▶ [TASK MATERIAL]:
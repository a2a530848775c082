//! Raw TOML configuration data types
//!
//! These structs represent the exact structure of the TOML config file.
//! They are deserialized directly and use domain types where appropriate.

mod comparison;
mod http;
mod providers;
mod retry;
mod telemetry;

pub use comparison::FileComparisonConfig;
pub use http::FileHttpConfig;
pub use providers::{FileProviderEntry, FileProvidersConfig};
pub use retry::FileRetryConfig;
pub use telemetry::FileTelemetryConfig;

use comparator_application::BehaviorConfig;
use comparator_domain::{MAX_PROVIDERS_PER_REQUEST, ProviderKind, language_name};
use serde::{Deserialize, Serialize};
use thiserror::Error;

/// Configuration validation errors
#[derive(Debug, Error, PartialEq, Eq)]
pub enum ConfigValidationError {
    #[error("retry.max_attempts cannot be 0")]
    ZeroAttempts,

    #[error("retry.deadline_ms cannot be 0")]
    ZeroDeadline,

    #[error("[providers.{0}] does not name a known provider")]
    UnknownProviderSection(String),

    #[error("comparison.providers: unknown provider '{0}'")]
    UnknownProvider(String),

    #[error("comparison.providers lists {count} providers; at most {max} are compared at once")]
    TooManyProviders { count: usize, max: usize },

    #[error("comparison.target_language: unknown language code '{0}'")]
    UnknownTargetLanguage(String),
}

/// Complete file configuration (raw TOML structure)
#[derive(Debug, Clone, Default, PartialEq, Eq, Serialize, Deserialize)]
#[serde(default)]
pub struct FileConfig {
    /// Retry/timeout budget per provider call
    pub retry: FileRetryConfig,
    /// Usage estimate settings
    pub telemetry: FileTelemetryConfig,
    /// Shared HTTP client settings
    pub http: FileHttpConfig,
    /// Per-vendor overrides
    pub providers: FileProvidersConfig,
    /// Default selection and languages
    pub comparison: FileComparisonConfig,
}

impl FileConfig {
    /// Validate the configuration, stopping at the first problem.
    pub fn validate(&self) -> Result<(), ConfigValidationError> {
        if self.retry.max_attempts == 0 {
            return Err(ConfigValidationError::ZeroAttempts);
        }
        if self.retry.deadline_ms == 0 {
            return Err(ConfigValidationError::ZeroDeadline);
        }

        if let Some(id) = self.providers.unknown_ids().first() {
            return Err(ConfigValidationError::UnknownProviderSection(
                (*id).to_string(),
            ));
        }

        let selection = &self.comparison.providers;
        if selection.len() > MAX_PROVIDERS_PER_REQUEST {
            return Err(ConfigValidationError::TooManyProviders {
                count: selection.len(),
                max: MAX_PROVIDERS_PER_REQUEST,
            });
        }
        if let Some(id) = selection.iter().find(|id| id.parse::<ProviderKind>().is_err()) {
            return Err(ConfigValidationError::UnknownProvider(id.clone()));
        }

        if language_name(&self.comparison.target_language).is_err() {
            return Err(ConfigValidationError::UnknownTargetLanguage(
                self.comparison.target_language.clone(),
            ));
        }

        Ok(())
    }

    /// Convert to application-level behavior configuration
    pub fn to_behavior_config(&self) -> BehaviorConfig {
        BehaviorConfig::default()
            .with_retry(self.retry.to_policy())
            .with_estimated_tokens(self.telemetry.estimated_tokens)
    }
}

▶ [TASK TO COMPLETE]:
Exactly as written, please reproduce the lines from the first line of the data to the line containing "use thiserror::Error;", inclusive, and nothing else.

▶ [WRITTEN REPLY]:
repository a2a530848775c082
//! Raw TOML configuration data types
//!
//! These structs represent the exact structure of the TOML config file.
//! They are deserialized directly and use domain types where appropriate.

mod comparison;
mod http;
mod providers;
mod retry;
mod telemetry;

pub use comparison::FileComparisonConfig;
pub use http::FileHttpConfig;
pub use providers::{FileProviderEntry, FileProvidersConfig};
pub use retry::FileRetryConfig;
pub use telemetry::FileTelemetryConfig;

use comparator_application::BehaviorConfig;
use comparator_domain::{MAX_PROVIDERS_PER_REQUEST, ProviderKind, language_name};
use serde::{Deserialize, Serialize};
use thiserror::Error;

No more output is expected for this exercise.